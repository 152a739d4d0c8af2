//! Implements the detachment backend for the daemon process.

use std::ffi::OsStr;
use std::fs::{File, OpenOptions};
use std::io;
use std::path::PathBuf;

use daemonize_me::Daemon;
use thiserror::Error;

use crate::identity::DaemonPaths;

/// Abstraction over daemonisation strategies.
pub trait Daemonizer: Send + Sync {
    /// Detaches the process from its controlling terminal.
    ///
    /// On return the caller is the detached process: a session leader's
    /// orphaned child, running in the working directory with a zero umask,
    /// stdin on the null device and stdout/stderr appended to the log file.
    fn daemonize(&self, paths: &DaemonPaths) -> Result<(), DaemonizeError>;
}

/// Errors surfaced by the daemonisation backend.
#[derive(Debug, Error)]
pub enum DaemonizeError {
    /// Opening the log file for stdout/stderr failed.
    #[error("failed to open log file {path:?}: {source}")]
    LogFile {
        /// Log file path.
        path: PathBuf,
        /// Underlying IO error.
        #[source]
        source: io::Error,
    },
    /// System-level daemonisation failed.
    #[error("{0}")]
    System(#[from] daemonize_me::DaemonError),
}

/// Daemoniser that delegates the fork/setsid/fork sequence to `daemonize-me`.
#[derive(Debug, Default)]
pub struct SystemDaemonizer;

impl SystemDaemonizer {
    /// Builds a new system daemoniser.
    #[must_use]
    pub fn new() -> Self {
        Self
    }
}

impl Daemonizer for SystemDaemonizer {
    fn daemonize(&self, paths: &DaemonPaths) -> Result<(), DaemonizeError> {
        let stdout = open_log(paths)?;
        let stderr = stdout
            .try_clone()
            .map_err(|source| DaemonizeError::LogFile {
                path: paths.log_path().to_path_buf(),
                source,
            })?;
        let mut daemon = Daemon::new();
        daemon = daemon.work_dir(paths.working_dir());
        daemon = daemon.umask(0o000);
        daemon = daemon.stdout(stdout);
        daemon = daemon.stderr(stderr);
        daemon = daemon.name(OsStr::new(paths.identity().as_str()));
        daemon.start()?;
        Ok(())
    }
}

fn open_log(paths: &DaemonPaths) -> Result<File, DaemonizeError> {
    OpenOptions::new()
        .create(true)
        .append(true)
        .open(paths.log_path())
        .map_err(|source| DaemonizeError::LogFile {
            path: paths.log_path().to_path_buf(),
            source,
        })
}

----

EXERCISE BRIEF: Lines with "stdout" in them are what the answer must contain; copy each from the records above.

OUTPUT FOR THIS TASK:
    /// stdin on the null device and stdout/stderr appended to the log file.
    /// Opening the log file for stdout/stderr failed.
        let stdout = open_log(paths)?;
        let stderr = stdout
        daemon = daemon.stdout(stdout);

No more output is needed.